ACTIVITY:
Nothing past the line containing "is entered only" belongs in the output. Copy exactly every line of the data below from the first up to and including it.

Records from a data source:

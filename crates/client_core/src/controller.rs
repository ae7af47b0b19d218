//! Runs one encode or decode interaction end to end.
//!
//! The triggering control moves Idle -> Busy -> Idle. Busy is entered only
//! after validation passes and only on an enabled control. It is released by
//! [`BusyGuard`]'s `Drop`, so every exit path restores the control, including
//! a dropped future or a panic.

use std::sync::Arc;

use shared::domain::{Mode, OperationRequest, OperationResult, Severity};
use tracing::{debug, error, warn};

use crate::{
    error::OperationError,
    ui::{BusyableControl, Notifier, TextSurface, UiBindings},
    CodecBackend,
};

pub struct BusyGuard<'a> {
    control: &'a dyn BusyableControl,
    label: String,
    enabled: bool,
}

impl<'a> BusyGuard<'a> {
    pub fn acquire(control: &'a dyn BusyableControl, busy_label: &str) -> Self {
        let label = control.label();
        let enabled = control.is_enabled();
        control.set_enabled(false);
        control.set_label(busy_label);
        Self {
            control,
            label,
            enabled,
        }
    }
}

impl Drop for BusyGuard<'_> {
    fn drop(&mut self) {
        self.control.set_label(&self.label);
        self.control.set_enabled(self.enabled);
    }
}

pub struct OperationController<B> {
    backend: B,
    notifier: Arc<dyn Notifier>,
}

impl<B: CodecBackend> OperationController<B> {
    pub fn new(backend: B, notifier: Arc<dyn Notifier>) -> Self {
        Self { backend, notifier }
    }

    pub async fn perform_operation(
        &self,
        mode: Mode,
        raw_input: &str,
        control: &dyn BusyableControl,
        output: &dyn TextSurface,
    ) -> OperationResult {
        let Some(request) = OperationRequest::new(mode, raw_input) else {
            let err = OperationError::EmptyInput(mode);
            return self.fail(&err);
        };
        // A disabled control belongs to an operation already in flight.
        if !control.is_enabled() {
            return self.fail(&OperationError::InFlight(mode));
        }

        let _busy = BusyGuard::acquire(control, mode.busy_label());
        debug!(%mode, bytes = request.payload().len(), "dispatching operation");

        match self.backend.submit(&request).await {
            Ok(value) => {
                output.set_text(&value);
                self.notifier.notify(mode.success_message(), Severity::Success);
                OperationResult::Success { output: value }
            }
            Err(err) => self.fail(&err),
        }
    }

    /// Reads the panel's input and runs the operation on the panel's own control and output.
    pub async fn run_panel(&self, mode: Mode, bindings: &UiBindings) -> OperationResult {
        let panel = bindings.panel(mode);
        let input = panel.input.text();
        self.perform_operation(mode, &input, panel.trigger.as_ref(), panel.output.as_ref())
            .await
    }

    fn fail(&self, err: &OperationError) -> OperationResult {
        if err.is_transport() {
            error!(error = %err, "operation failed in transport");
        } else {
            warn!(error = %err, "operation failed");
        }
        let message = err.user_message();
        self.notifier.notify(&message, Severity::Error);
        OperationResult::Failure { message }
    }
}

#[cfg(test)]
#[path = "tests/controller_tests.rs"]
mod tests;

YOUR SOLUTION:
filename crates/client_core/src/controller.rs
repository ae7af47b0b19d218
//! Runs one encode or decode interaction end to end.
//!
//! The triggering control moves Idle -> Busy -> Idle. Busy is entered only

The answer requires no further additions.